Les caisses de pension vont donc bien?

«So far so good» si vous me permettez l’expression. La meilleure preuve de cette résilience est qu’en décembre 2019, juste avant le début de la pandémie, le taux de couverture était à 112% en Suisse.

«On connait bien le défi écologique, on parle en revanche moins du défi n°1 des institutions de prévoyance: l’urgence démographique.»
Cette bonne santé peut-elle se traduire concrètement pour les pensionnés et les actifs?

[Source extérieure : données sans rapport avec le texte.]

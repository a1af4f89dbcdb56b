pub mod config;
pub mod controller;
pub mod error;
pub mod logging;
pub mod model;
pub mod storage;
pub mod store;
pub mod view;

#[cfg(feature = "tui")]
pub mod tui;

Le cadre réglementaire en matière de prévoyance – une vingtaine de lois auxquelles nous sommes soumis – prévoit qu’une caisse de pension peut procéder à des distributions exceptionnelles à ses assurés à partir du moment où son taux de couverture est suffisamment élevé. Cela correspond, en moyenne à un degré de couverture situé entre 115% et 120%. Dit autrement, une caisse doit avoir entre 15% et 20% de sa fortune totale en coussin de sécurité pour absorber des gros chocs; au-delà, elle peut redistribuer ces fonds libres. Les caisses de pension n’étant pas là pour gagner des concours de celles qui gèrent la plus grande fortune mais pour faire profiter aussi bien les actifs que les pensionnés des résultats de leur bonne gestion, elles le font dès qu’elles le peuvent. Ce qui peut par exemple se traduire pour les actifs par l’octroi d’un taux crédité sur leur compte d’épargne retraite supérieur à ce que la loi demande de faire et pour les pensionnés par l’attribution d’une 13e rente.

Pensez-vous que ce sera le cas en 2021?

Il appartient à chaque conseil de fondation de décider de la politique distribution, toutes les caisses n’ont pas forcément la même vision. Cela dit, il est probable que la majorité d’entre elles se dirigent vers une stratégie de redistribution à l’égard de la population qui a été durement touchée, plus que les fonds de pension. Une telle aide arriverait au très bon moment.

Quel est aujourd’hui le principal défi des caisses de pension?

On connait bien le défi écologique, on parle en revanche moins du défi n°1 des institutions de prévoyance: l’urgence démographique. Un sujet brûlant, qui dépasse largement les décisions et capacités de gestion des caisses, et qui bat son plein au niveau des chambres fédérales. La question du financement du vieillissement de la population doit rapidement trouver une réponse que seul l’Etat souverain peut apporter. Il y va de l’avenir de nos régimes de pension. C’est une urgence absolue.

 

 

1 L’édition 2021 du Global Invest Forum s’est tenue le 6 octobre dernier à Paris.